監修:小出馨先生(日本歯科大学新潟生命歯学部 歯科補綴学第1講座 教授)

「咀嚼(噛むこと)が、健康寿命を延ばすことにつながる」ことは、さまざまな研究で明らかになっています。しかし、咬合(噛み合わせ)が悪いまま咀嚼を続けていると体にストレスが蓄積し、顎関節や筋肉が歪み、頭痛や肩こりなどの弊害を生じさせます。ひどくなると、全身がゆがむことも……。
この噛み合わせが悪くずれているのが原因で、顎関節や筋肉が歪み、全身にまで影響が及ぶとは、どのようなことなのでしょうか。

■咀嚼と顎関節の関係

私たちは口に食べものを入れたら、まず細かく噛み砕き、唾液と混ぜて、飲み込みやすくします。
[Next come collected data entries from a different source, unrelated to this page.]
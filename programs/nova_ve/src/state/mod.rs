//! Account structures for the NOVA vote-escrow program.
//!
//! Each account keeps its state transitions in an `impl` block that takes
//! `now` explicitly, so instruction handlers stay thin and the logic can be
//! exercised without a validator.

pub mod distributor;
pub mod escrow;
pub mod gauge;
pub mod minter;
pub mod position;
pub mod voter;

pub use distributor::*;
pub use escrow::*;
pub use gauge::*;
pub use minter::*;
pub use position::*;
pub use voter::*;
この一連の作業を「咀嚼」といい、左右の顎関節と下顎骨(下あごの骨)、口周りの筋肉や舌を複雑かつ巧みに動かして行なっています。
顎関節の位置は、両耳の前辺りにあります。左右両側の顎関節は、下顎骨を介してつながっていて、左右が連携して下顎を動かします。こうして下顎は複雑な動きを巧みに行うことができますが、噛み合わせにずれが生じると、顎関節とそこにつながる筋肉にストレスを与えることになります。すると顎関節や筋にゆがみが生じて痛くなります。

■噛み合わせのずれが顔や全身に及ぼす影響

噛み合わせは、顔の容貌や頭の位置のみならず、全身の姿勢にも影響を及ぼします。
今回は、具体的に「右に比べて左の奥歯が低い人」を例にとって、かみ合わせが全身に関連することを説明します。
「右に比べて左の奥歯が低い人」は、左側で咀嚼するときに上下の歯が当たるようにあごを左後方へ引いて噛むため、左側の咀嚼筋やあごの下部の筋、そして、表情筋が緊張して顔がゆがんできます。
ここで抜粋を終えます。